Exercise #2: EDA and preparation on UCI ML Labor data set
Let's do some data exploration and preparation!
For this practical assignment you will need the "Labor negotiation data" that are provided with WEKA in the form of the labor.arff file.
Open the labor.arff file in WEKA. You shall do data exploration and preparation simultaneously following the steps described by the assistant in the "Data preparation" slides.
Step #1:
Before doing any changes to the data, add an ID attribute to it using the WEKA filter "weka.filters.unsupervised.attribute.AddID".
Just select it and click "Apply" -- no need to change any parameters. A new attribute named "ID" should appear as the first attribute of the data set.
You shall need it later to restore the example order.
Step #2:
Finding and "treating" missing values.
Every attribute (except the newly added "ID" and "class") contains some missing values.
See how many missing values each attribute contains by navigating the "Preprocess" panel.
Now, click on the "Edit" button to open the editable spreadsheet view of your data.
By using the "click-to-sort-column" function of the editor and the "delete-row(s)" capability, remove all missing values from attributes that have less that 10% of missing values.
(Hint: there are 3 such attributes and you should end up deleting 5 examples)
Now, remove the extra 2 examples that remain missing from one of the attributes and stop.

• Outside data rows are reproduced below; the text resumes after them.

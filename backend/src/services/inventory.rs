//! Inventory service: the single authoritative in-memory ledger state
//!
//! Every stock change goes through [`shared::apply_transaction`]. Each
//! operation holds the write lock for its whole read-modify-write, so the
//! service behaves as one logical writer.

use std::sync::Arc;

use chrono::{DateTime, NaiveDate, Utc};
use rust_decimal::Decimal;
use serde::{Deserialize, Serialize};
use shared::{
    accrue_loyalty, apply_transaction, build_checkout_transactions, compute_totals,
    confirmed_revenue_between, dashboard_summary, derive_alerts, is_sold_at_loss,
    merge_cart_lines, validate_batch_number, validate_cart_line, validate_discount,
    validate_identifier, validate_movement_quantity, validate_phone, validate_pricing,
    validate_stock_location, validate_transfer_route, Alert, AuditEntry, AuditSeverity,
    CartTotals, CheckoutMode, CheckoutRequest, ComplianceStatus, Customer, DashboardSummary,
    DateRange, LedgerAnomaly, LedgerPolicy, PaymentMethod, PricedLine, Product, StockRequest,
    StockUnit, Transaction, TransactionKind, TransactionStatus,
};
use tokio::sync::RwLock;
use uuid::Uuid;
use validator::Validate;

use crate::error::{check, AppError, AppResult};

const SYSTEM_ACTOR: &str = "system";

/// Everything the running process knows
#[derive(Debug, Default)]
pub struct LedgerState {
    pub products: Vec<Product>,
    pub stock: Vec<StockUnit>,
    /// Newest first
    pub transactions: Vec<Transaction>,
    pub customers: Vec<Customer>,
    pub requests: Vec<StockRequest>,
    /// Newest first
    pub audit_log: Vec<AuditEntry>,
}

/// Inventory service for catalog, ledger, checkout and requests
#[derive(Clone)]
pub struct InventoryService {
    state: Arc<RwLock<LedgerState>>,
    policy: LedgerPolicy,
    tax_rate: Decimal,
    expiry_window_days: i64,
}

/// Input for registering or editing a product
#[derive(Debug, Clone, Deserialize, Validate)]
pub struct ProductInput {
    #[validate(length(min = 1, max = 64))]
    pub id: String,
    #[validate(length(min = 1, max = 200, message = "Name is required"))]
    pub name: String,
    #[validate(length(min = 1, max = 100, message = "Category is required"))]
    pub category: String,
    #[validate(length(max = 100))]
    #[serde(default)]
    pub brand: String,
    pub unit_price: Decimal,
    pub unit_cost: Decimal,
    pub low_stock_threshold: u32,
    #[serde(default)]
    pub compliance_status: ComplianceStatus,
}

/// Input for registering a customer
#[derive(Debug, Clone, Deserialize, Validate)]
pub struct CustomerInput {
    #[validate(length(min = 1, max = 64))]
    pub id: String,
    #[validate(length(min = 1, max = 200, message = "Name is required"))]
    pub name: String,
    pub phone: String,
    #[validate(email(message = "Invalid email format"))]
    pub email: String,
}

/// Input for recording a ledger transaction
#[derive(Debug, Clone, Deserialize)]
pub struct SubmitTransactionInput {
    pub product_id: String,
    pub batch_number: String,
    pub quantity: u32,
    #[serde(flatten)]
    pub kind: TransactionKind,
    /// Keep a transfer in transit until the branch confirms receipt
    #[serde(default)]
    pub hold_for_receipt: bool,
}

/// What a ledger write did
#[derive(Debug, Clone, Serialize)]
pub struct LedgerReceipt {
    pub transaction: Transaction,
    pub applied: bool,
    pub anomalies: Vec<LedgerAnomaly>,
    #[serde(skip_serializing_if = "Option::is_none")]
    pub loyalty_points_awarded: Option<u32>,
}

/// One line of a point-of-sale cart
#[derive(Debug, Clone, Deserialize)]
pub struct CartLineInput {
    pub stock_unit_id: String,
    pub quantity: u32,
}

This should leave you with a data set containing 50 instances.
Search for the attributes that contain more than 45% missing data and remove them all together.
(Hint: you should have removed 6 attributes, leaving you with 12 attributes in your new data set)
On this new data set use the WEKA filter "weka.filters.unsupervised.attribute.ReplaceMissingValues" that will replace all the remaining missing values with means for numeric attributes and modes for nominal ones.
Your data should now contain no missing values.
Step #3:
Transforming "ordered" nominal attributes to numeric ones to retain the natural ordering of the values.
Identify which nominal attributes exhibit order in their values (hint: there are 3 such attributes).
Use the WEKA filter "weka.filters.unsupervised.attribute.OrdinalToNumeric" to accomplish this task (note: adjust the parameters accordingly).
Step #4:
Outlier detection and removal.
Take a closer look at the histograms of each attributes again.
Observe how the histogram of the attribute "shift-differential" has o "long tail" on the right containing 3 single instances.
We should check with a box plot and the "1.5 x IQR" rule that those 3 examples are indeed outliers.
Use the "Edit" button and a procedure similar to the one in "Step #2" to remove these 3 outliers (hint: those are the highest 3 values for that attribute).
Step #5:
It's time for discretization!
Actually, the data does not need any discretization.
But, for the sake of demonstration, let's do some.
Discretize the attribute "wage-increase-first-year" using equal width discretization and 4 bins.
Discretize the attribute "working-hours" using equal frequency discretization and 3 bins.
Discretize the attribute "shift-differential" using class dependent discretization (how many bins did you get?).
Step #6:
Check all the remaining and finish.
There are no date type attributes in our data.
There is now one attribute with no variability -- the discretized "shift-differential" attribute. Remove it.
Restore the data in the original order using the "Edit" button and the "ID" attribute.
After that, remove the "ID" attribute, because it has 100% variability.
The "final" data set is somehow "a bit" unbalanced, but not drastically.
So, this is it! Save the file according to instructions and proceed to the submission.
Beware: do not overwrite the original labor.arff file !!!
Name the final ARFF file as "Labor-<SurnameName>.arff"
(example: Labor-KavsekBranko.arff) and submit it here!